Material for this task:

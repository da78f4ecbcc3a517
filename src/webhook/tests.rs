use std::{collections::BTreeSet, sync::Arc};

use assert_matches::assert_matches;
use axum::http::HeaderMap;
use pretty_assertions::assert_eq;

use crate::{
    config::Config,
    error::ErrorCode,
    k8s::{Applier, ClusterError, DecodeFailurePolicy, FakeCluster},
    providers::{FakeFailure, FakeProvider, PushEvent, WebhookRequest},
    service::ServiceHandler,
};

use super::{filter_manifest_files, is_manifest, process_delivery, ManifestSelection, WebhookOutcome};

const CONFIG_MAP: &str = "apiVersion: v1
kind: ConfigMap
metadata:
  name: settings
data:
  mode: blue
";

const TWO_DOCUMENTS: &str = "apiVersion: v1
kind: ConfigMap
metadata:
  name: first
---
apiVersion: v1
kind: ConfigMap
metadata:
  name: second
";

fn push_event(files: &[&str]) -> PushEvent {
    PushEvent {
        owner: "acme".into(),
        repo: "platform-config".into(),
        reference: "refs/heads/main".into(),
        after: "0d1a26e".into(),
        modified_files: files.iter().map(|f| f.to_string()).collect(),
    }
}

fn config() -> Config {
    let mut config = Config::empty();
    config.set_namespace("ops");
    config
}

fn services(provider: FakeProvider, cluster: &Arc<FakeCluster>) -> ServiceHandler {
    ServiceHandler::new(
        Arc::new(provider),
        Applier::new(cluster.clone(), DecodeFailurePolicy::Skip),
    )
}

fn fake_provider(services: &ServiceHandler) -> &FakeProvider {
    services
        .provider()
        .as_any()
        .downcast_ref::<FakeProvider>()
        .unwrap()
}

fn request() -> WebhookRequest {
    WebhookRequest::new(HeaderMap::new(), "{}".into())
}

#[test]
fn test_manifest_extensions() {
    assert!(is_manifest("apps/web.yaml"));
    assert!(is_manifest("apps/web.YML"));
    assert!(is_manifest("service.YAML"));
    assert!(!is_manifest("README.md"));
    assert!(!is_manifest("yaml"));
    assert!(!is_manifest("apps/web.yaml.bak"));
}

#[test]
fn test_filter_keeps_manifests_only() {
    let files: BTreeSet<String> = ["b.yml", "a.yaml", "notes.txt"]
        .iter()
        .map(|f| f.to_string())
        .collect();

    assert_eq!(
        filter_manifest_files(&files),
        ManifestSelection::Files(BTreeSet::from(["a.yaml".to_string(), "b.yml".to_string()]))
    );
}

#[test]
fn test_filter_resync_marker_wins() {
    let files: BTreeSet<String> = [".", "a.yaml"].iter().map(|f| f.to_string()).collect();
    assert_eq!(filter_manifest_files(&files), ManifestSelection::Resync);
}

#[tokio::test]
async fn test_invalid_delivery_stops_before_parsing() {
    let provider = FakeProvider::new(push_event(&["a.yaml"]));
    provider.validate.return_value(Err(FakeFailure::InvalidSignature));
    let cluster = Arc::new(FakeCluster::new());
    let services = services(provider, &cluster);

    let mut config = config();
    config.set_webhook_secret("secret");

    let err = process_delivery(&config, &services, &request())
        .await
        .unwrap_err();
    assert_matches!(err, ErrorCode::InvalidDelivery(_));

    let provider = fake_provider(&services);
    assert_eq!(provider.validate.calls(), vec![Some("secret".to_string())]);
    assert!(!provider.parse_push_event.called());
    assert!(!cluster.get.called());
}

#[tokio::test]
async fn test_non_push_event_is_ignored() {
    let provider = FakeProvider::new(push_event(&[]));
    provider
        .parse_push_event
        .return_value(Err(FakeFailure::NotAPushEvent("ping".into())));
    let cluster = Arc::new(FakeCluster::new());
    let services = services(provider, &cluster);

    let outcome = process_delivery(&config(), &services, &request())
        .await
        .unwrap();
    assert_eq!(
        outcome,
        WebhookOutcome::Ignored {
            reason: "ping".into()
        }
    );
    assert!(!fake_provider(&services).download_file.called());
}

#[tokio::test]
async fn test_missing_event_header_is_a_bad_request() {
    let provider = FakeProvider::new(push_event(&[]));
    provider
        .parse_push_event
        .return_value(Err(FakeFailure::MissingEventHeader));
    let cluster = Arc::new(FakeCluster::new());
    let services = services(provider, &cluster);

    let err = process_delivery(&config(), &services, &request())
        .await
        .unwrap_err();
    assert_matches!(err, ErrorCode::MissingEventHeader(_));
}

#[tokio::test]
async fn test_push_without_manifests() {
    let provider = FakeProvider::new(push_event(&["README.md", "docs/index.md"]));
    let cluster = Arc::new(FakeCluster::new());
    let services = services(provider, &cluster);

    let outcome = process_delivery(&config(), &services, &request())
        .await
        .unwrap();
    assert_eq!(outcome, WebhookOutcome::NoChanges);
    assert!(!fake_provider(&services).download_file.called());
}

#[tokio::test]
async fn test_manifests_applied_in_sorted_order_at_after() {
    let provider = FakeProvider::new(push_event(&["z/last.yml", "README.md", "a/first.yaml"]))
        .with_file("a/first.yaml", TWO_DOCUMENTS)
        .with_file("z/last.yml", CONFIG_MAP);
    let cluster = Arc::new(FakeCluster::new());
    let services = services(provider, &cluster);

    let outcome = process_delivery(&config(), &services, &request())
        .await
        .unwrap();

    let provider = fake_provider(&services);
    assert_eq!(
        provider.download_file.calls(),
        vec![
            ("0d1a26e".to_string(), "a/first.yaml".to_string()),
            ("0d1a26e".to_string(), "z/last.yml".to_string()),
        ]
    );

    let applied_names: Vec<_> = cluster.get.calls().into_iter().map(|(_, _, n)| n).collect();
    assert_eq!(applied_names, vec!["first", "second", "settings"]);

    assert_matches!(
        outcome,
        WebhookOutcome::Applied { files, created, updated, .. } => {
            assert_eq!(files, vec!["a/first.yaml", "z/last.yml"]);
            assert_eq!((created, updated), (3, 0));
        }
    );

    let namespaces: BTreeSet<_> = cluster
        .create
        .calls()
        .into_iter()
        .map(|(_, ns, _)| ns)
        .collect();
    assert_eq!(namespaces, BTreeSet::from([Some("ops".to_string())]));
}

#[tokio::test]
async fn test_resync_lists_files_and_applies_manifests() {
    let provider = FakeProvider::new(PushEvent::resync(
        "acme",
        "platform-config",
        "refs/heads/main",
        "9fceb02",
    ))
    .with_file("deploy/app.yaml", CONFIG_MAP);
    provider.list_files.return_value(Ok(vec![
        "README.md".into(),
        "deploy/app.yaml".into(),
        "scripts/run.sh".into(),
    ]));
    let cluster = Arc::new(FakeCluster::new());
    let services = services(provider, &cluster);

    let outcome = process_delivery(&config(), &services, &request())
        .await
        .unwrap();

    let provider = fake_provider(&services);
    assert_eq!(provider.list_files.calls(), vec!["9fceb02".to_string()]);
    assert_eq!(provider.downloaded_paths(), vec!["deploy/app.yaml"]);
    assert_matches!(outcome, WebhookOutcome::Applied { files, .. } if files == vec!["deploy/app.yaml"]);
}

#[tokio::test]
async fn test_download_failure_stops_processing() {
    let provider = FakeProvider::new(push_event(&["a.yaml", "b.yaml"]))
        .with_failing_file("a.yaml", FakeFailure::FileNotFound)
        .with_file("b.yaml", CONFIG_MAP);
    let cluster = Arc::new(FakeCluster::new());
    let services = services(provider, &cluster);

    let err = process_delivery(&config(), &services, &request())
        .await
        .unwrap_err();

    assert_matches!(err, ErrorCode::DownloadFailure { path, .. } if path == "a.yaml");
    assert_eq!(fake_provider(&services).downloaded_paths(), vec!["a.yaml"]);
    assert!(!cluster.get.called());
}

#[tokio::test]
async fn test_apply_failure_names_the_file() {
    let provider = FakeProvider::new(push_event(&["a.yaml", "b.yaml"]))
        .with_file("a.yaml", CONFIG_MAP)
        .with_file("b.yaml", CONFIG_MAP);
    let cluster = Arc::new(FakeCluster::new());
    cluster
        .create
        .return_value(Err(ClusterError::Transport("connection reset".into())));
    let services = services(provider, &cluster);

    let err = process_delivery(&config(), &services, &request())
        .await
        .unwrap_err();

    assert_matches!(err, ErrorCode::ApplyFailure { ref path, .. } if path == "a.yaml");
    assert_eq!(err.details().status_code(), axum::http::StatusCode::INTERNAL_SERVER_ERROR);
    assert_eq!(fake_provider(&services).downloaded_paths(), vec!["a.yaml"]);
}

#[tokio::test]
async fn test_list_failure_is_a_processing_error() {
    let provider = FakeProvider::new(PushEvent::resync("acme", "repo", "refs/heads/main", "HEAD"));
    provider.list_files.return_value(Err(FakeFailure::Unreachable));
    let cluster = Arc::new(FakeCluster::new());
    let services = services(provider, &cluster);

    let err = process_delivery(&config(), &services, &request())
        .await
        .unwrap_err();
    assert_matches!(err, ErrorCode::ListFilesFailure(_));
}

Problem requirements:
Could you please report how many lines of the listing above hold the word "Applier"? Only the number is needed.

Result below:
2